Arte que urge

Em tempos vulneráveis, marcados pela violência à cultura e à arte, a importância de conhecer a obra de artistas como Athos Bulcão

Insta: FUNDAÇÃO ATHOS BULCÃOALEXANDRE MANCINI

Athos Bulcão era um artista de rara sensibilidade. Foi pintor, escultor, desenhista e deixou sua marca inconfundível na construção da capital da República, com suas obras realizadas em azulejos.

O convite feito por Oscar Niemeyer ao artista, no sentido de uma parceria que hoje determina o imaginário em torno de Brasília, parece ter aberto a possibilidade de novas experiências: Athos Bulcão uniu a tradição da azulejaria à inventividade da composição aplicada na arquitetura. Sua obra é mais que técnica e expressividade, é um legado. E nenhum outro artista atingiu o tamanho de sua obra institucional, que é fortemente vinculada ao caráter urbano e pautada pela aproximação entre o pedestre e a obra.

Seu excepcional trabalho no desenvolvimento da arte em azulejaria é marcado por um dos principais objetivos na arte abstrata geométrica: a aplicabilidade da obra, de forma que o mesmo não seja confinado em áreas expositivas, como galerias e museus. Ao contrário, ele é compartilhado com a cidade.

“Apesar de Athos Bulcão ter criado obras de arte integradas à arquitetura, das mais conhecidas do povo brasileiro, poucos sabem de sua autoria”, comenta o artista Alexandre Mancini, um dos nomes mais importantes da azulejaria brasileira contemporânea, profundo conhecedor da matéria.
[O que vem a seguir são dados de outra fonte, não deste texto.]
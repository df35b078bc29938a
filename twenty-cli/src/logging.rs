use tracing_subscriber::EnvFilter;

const DEFAULT_FILTER: &str = "warn,twenty=info";

/// Logs go to stderr so stdout stays machine-readable. `RUST_LOG` overrides
/// the default filter.
pub fn init() {
    let env_filter =
        EnvFilter::try_from_default_env().unwrap_or_else(|_| EnvFilter::new(DEFAULT_FILTER));

    let _ = tracing_subscriber::fmt()
        .with_env_filter(env_filter)
        .with_writer(std::io::stderr)
        .with_target(false)
        .try_init();
}
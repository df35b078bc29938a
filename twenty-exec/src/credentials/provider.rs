use async_trait::async_trait;

use crate::credentials::{Credentials, CredentialsError, DEFAULT_API_URL};

#[async_trait]
pub trait CredentialsProvider: Send + Sync {
    async fn credentials(&self) -> Result<Credentials, CredentialsError>;
}

#[derive(Debug, Clone)]
pub struct StaticCredentialsProvider {
    credentials: Credentials,
}

impl StaticCredentialsProvider {
    pub fn new(credentials: Credentials) -> Self {
        Self { credentials }
    }
}

#[async_trait]
impl CredentialsProvider for StaticCredentialsProvider {
    async fn credentials(&self) -> Result<Credentials, CredentialsError> {
        Ok(self.credentials.clone())
    }
}

/// Reads `TWENTY_API_URL` / `TWENTY_API_KEY`.
#[derive(Debug, Clone, Default)]
pub struct EnvCredentialsProvider {
    /// Optional prefix to apply to env var lookups, e.g. `STAGING_`.
    pub env_prefix: Option<String>,
}

impl EnvCredentialsProvider {
    pub fn with_prefix(prefix: impl Into<String>) -> Self {
        Self {
            env_prefix: Some(prefix.into()),
        }
    }

    fn key(&self, name: &str) -> String {
        match &self.env_prefix {
            None => name.to_string(),
            Some(p) => format!("{p}{name}"),
        }
    }

    pub fn load(&self) -> Result<Credentials, CredentialsError> {
        let url_var = self.key("TWENTY_API_URL");
        let key_var = self.key("TWENTY_API_KEY");

        let url = match std::env::var(&url_var) {
            Ok(v) if v.trim().is_empty() => return Err(CredentialsError::Empty(url_var)),
            Ok(v) => v,
            Err(std::env::VarError::NotPresent) => DEFAULT_API_URL.to_string(),
            Err(e) => return Err(CredentialsError::Provider(format!("{url_var}: {e}"))),
        };
        let key = match std::env::var(&key_var) {
            Ok(v) if v.trim().is_empty() => return Err(CredentialsError::Empty(key_var)),
            Ok(v) => v,
            Err(std::env::VarError::NotPresent) => return Err(CredentialsError::Missing(key_var)),
            Err(e) => return Err(CredentialsError::Provider(format!("{key_var}: {e}"))),
        };

        Ok(Credentials::new(url, key))
    }
}

#[async_trait]
impl CredentialsProvider for EnvCredentialsProvider {
    async fn credentials(&self) -> Result<Credentials, CredentialsError> {
        self.load()
    }
}
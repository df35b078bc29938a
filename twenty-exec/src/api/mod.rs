mod bulk;
mod client;
mod error;
mod lookup;
mod objects;
mod request;
mod search;

pub use bulk::{
    parse_bulk_ids, parse_bulk_items, parse_bulk_update_items, BulkItemResult, BulkOperation,
    BULK_CONCURRENCY,
};
pub use client::{TwentyClient, DEFAULT_TIMEOUT};
pub use error::{ApiError, TwentyError};
pub use lookup::{UpsertAction, UPSERT_ACTION_FIELD};
pub use objects::{
    build_filter_query, clean_object, extract_records, object_endpoint, record_endpoint,
};
pub use request::ApiRequest;
pub use search::{DEFAULT_SEARCH_LIMIT, OBJECT_TYPE_FIELD};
Ele também licenciou com exclusividade à Fundação Athos Bulcão, um catálogo de padrões modulares formado por desenhos inéditos que carregam as lições do mestre.

E é Mancini quem enumera algumas das obras mais conhecidas de Bulcão: “Vemos diariamente as criações do professor nos noticiários políticos – em entrevistas concedidas por membros do Congresso com o famoso painel de azulejos com grafismos azuis, carinhosamente apelidado de “Ventania” ao fundo; nas decisões no Plenário da Câmara dos Deputados, onde, também ao fundo, há uma instalação em placas metálicas com retângulos verdes e amarelos; ou no Supremo Tribunal Federal, com seu relevo em mármore, com formas semicurculares”.

Há inúmeras outras criações de Athos Bulcão que estão no dia a dia das decisões do país, vistas por todos nós corriqueiramente. Elas estão também em casas e em outros espaços públicos. Silencioso, elegante e bem-humorado, Athos Bulcão despertou nos amantes da cultura, em uma Brasília ainda carente de arte, o desejo de preservar sua obra, que pontua caminhos.

Sobre os atuais episódios de violência, depredação e destruição de acervo artístico e cultural do patrimônio brasileiro recentemente em Brasília, incluindo obras de Athos Bulcão, Alexandre Mancini afirmou: “Golpes – ou suas tentativas – já foram vistos nas mais diversas formas, contudo nunca havíamos presenciado o desejo explícito pela destruição e pela devastação dos símbolos civilizatórios. E a face desta manifestação de ódio é simbolizada justamente nos ataques ao nosso tesouro: muito mais que a tentativa de conquistar o poder, o objetivo maior é a destruição daquilo que criamos de melhor, nossas expressões mais ricas e originais. Ao atacar as obras de arte, viu-se de fato, o ataque ao povo brasileiro e à democracia”.

FOTO DE CAPA – Azulejo intitulado “Ventania”, instalado no Salão Verde da Câmara dos Deputados, no Congresso Nacional. Foto do acervo da Fundação Athos Bulcão.